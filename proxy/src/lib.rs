// PSP PROXY — CRATE ROOT (LIBRARY)
// Userspace side of the PSP remote debug stub: typed operations against PSP
// SRAM/MMIO, SMN and x86 memory, carried as checksummed PDUs over a byte
// transport (TCP socket, raw serial line, or ring buffers embedded in a SPI
// flash emulator image).
//
// Module hierarchy:
//   protocol/  — wire format, frame emitter, receive state machine
//   transport/ — Transport trait + tcp / serial / em100 flash backends
//   engine/    — PDU engine: handshake, correlator, notifications, chunking
//   proxy      — typed facade and device URI entry point
//   scratch    — free-list allocator over the stub's scratch region
//   hostio     — embedder-provided sinks for log/output/input traffic

pub mod engine;
pub mod error;
pub mod hostio;
pub mod protocol;
pub mod proxy;
pub mod scratch;
pub mod transport;

#[cfg(test)]
pub(crate) mod testutil;

pub use engine::irq::IrqEvent;
pub use engine::{PduEngine, SessionInfo, XferData};
pub use error::{ProxyError, Result};
pub use hostio::{HostIo, NullHostIo};
pub use protocol::wire::{
    BRANCH_TO_F_THUMB, X86_ADDR_F_WRITEBACK, X86_ADDR_F_WRITECOMBINE, XFER_F_INCR_ADDR,
    XFER_F_MEMSET, XFER_F_READ, XFER_F_WRITE,
};
pub use proxy::{PspAddress, PspProxy};
pub use transport::{Interrupter, PollOutcome, Transport};
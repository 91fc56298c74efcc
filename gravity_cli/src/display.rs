use comfy_table::{presets::NOTHING, *};
use polars::frame::DataFrame;

use gravity::merge::StageReport;

fn styled_table() -> Table {
    let mut table = Table::new();
    table
        .load_preset(NOTHING)
        .set_content_arrangement(ContentArrangement::Dynamic)
        .set_style(comfy_table::TableComponent::BottomBorder, '─')
        .set_style(comfy_table::TableComponent::MiddleHeaderIntersections, '─')
        .set_style(comfy_table::TableComponent::HeaderLines, '─')
        .set_style(comfy_table::TableComponent::BottomBorderIntersections, '─')
        .set_style(comfy_table::TableComponent::TopBorder, '─')
        .set_style(comfy_table::TableComponent::TopBorderIntersections, '─');
    table
}

/// Render the per-join attrition report so silent inner-join row loss is
/// visible at a glance.
pub fn display_stage_reports(stages: &[StageReport]) {
    let mut table = styled_table();
    table.set_header(vec![
        Cell::new("Join stage").add_attribute(Attribute::Bold),
        Cell::new("Rows before").add_attribute(Attribute::Bold),
        Cell::new("Rows after").add_attribute(Attribute::Bold),
        Cell::new("Dropped").add_attribute(Attribute::Bold),
    ]);
    for stage in stages {
        table.add_row(vec![
            stage.stage.to_string(),
            stage.rows_before.to_string(),
            stage.rows_after.to_string(),
            stage.rows_dropped().to_string(),
        ]);
    }
    println!("\n{}", table);
}

/// Render the column-wise missing-value counts of a frame.
pub fn display_null_counts(df: &DataFrame) -> anyhow::Result<()> {
    let null_counts = df.null_count();
    let mut table = styled_table();
    table.set_header(vec![
        Cell::new("Column").add_attribute(Attribute::Bold),
        Cell::new("Missing values").add_attribute(Attribute::Bold),
    ]);
    for series in null_counts.get_columns() {
        let count = series.u32()?.get(0).unwrap_or_default();
        table.add_row(vec![series.name().to_string(), count.to_string()]);
    }
    println!("\n{}", table);
    Ok(())
}

/// Print the shape and the head rows of a loaded frame.
pub fn display_frame_head(df: &DataFrame, max_results: Option<usize>) {
    println!("shape: {:?}", df.shape());
    println!("\n{}", df.head(max_results));
}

* **PROBLEM DETAILS**: The lines from the start of the entries above through the line containing "pub use engine::irq::IrqEvent;" are the ones to return, please; copy them exactly and include both ends.

* **PROBLEM SOLUTION**:
filename proxy/src/lib.rs
// PSP PROXY — CRATE ROOT (LIBRARY)
// Userspace side of the PSP remote debug stub: typed operations against PSP
// SRAM/MMIO, SMN and x86 memory, carried as checksummed PDUs over a byte
// transport (TCP socket, raw serial line, or ring buffers embedded in a SPI
// flash emulator image).
//
// Module hierarchy:
//   protocol/  — wire format, frame emitter, receive state machine
//   transport/ — Transport trait + tcp / serial / em100 flash backends
//   engine/    — PDU engine: handshake, correlator, notifications, chunking
//   proxy      — typed facade and device URI entry point
//   scratch    — free-list allocator over the stub's scratch region
//   hostio     — embedder-provided sinks for log/output/input traffic

pub mod engine;
pub mod error;
pub mod hostio;
pub mod protocol;
pub mod proxy;
pub mod scratch;
pub mod transport;

#[cfg(test)]
pub(crate) mod testutil;

pub use engine::irq::IrqEvent;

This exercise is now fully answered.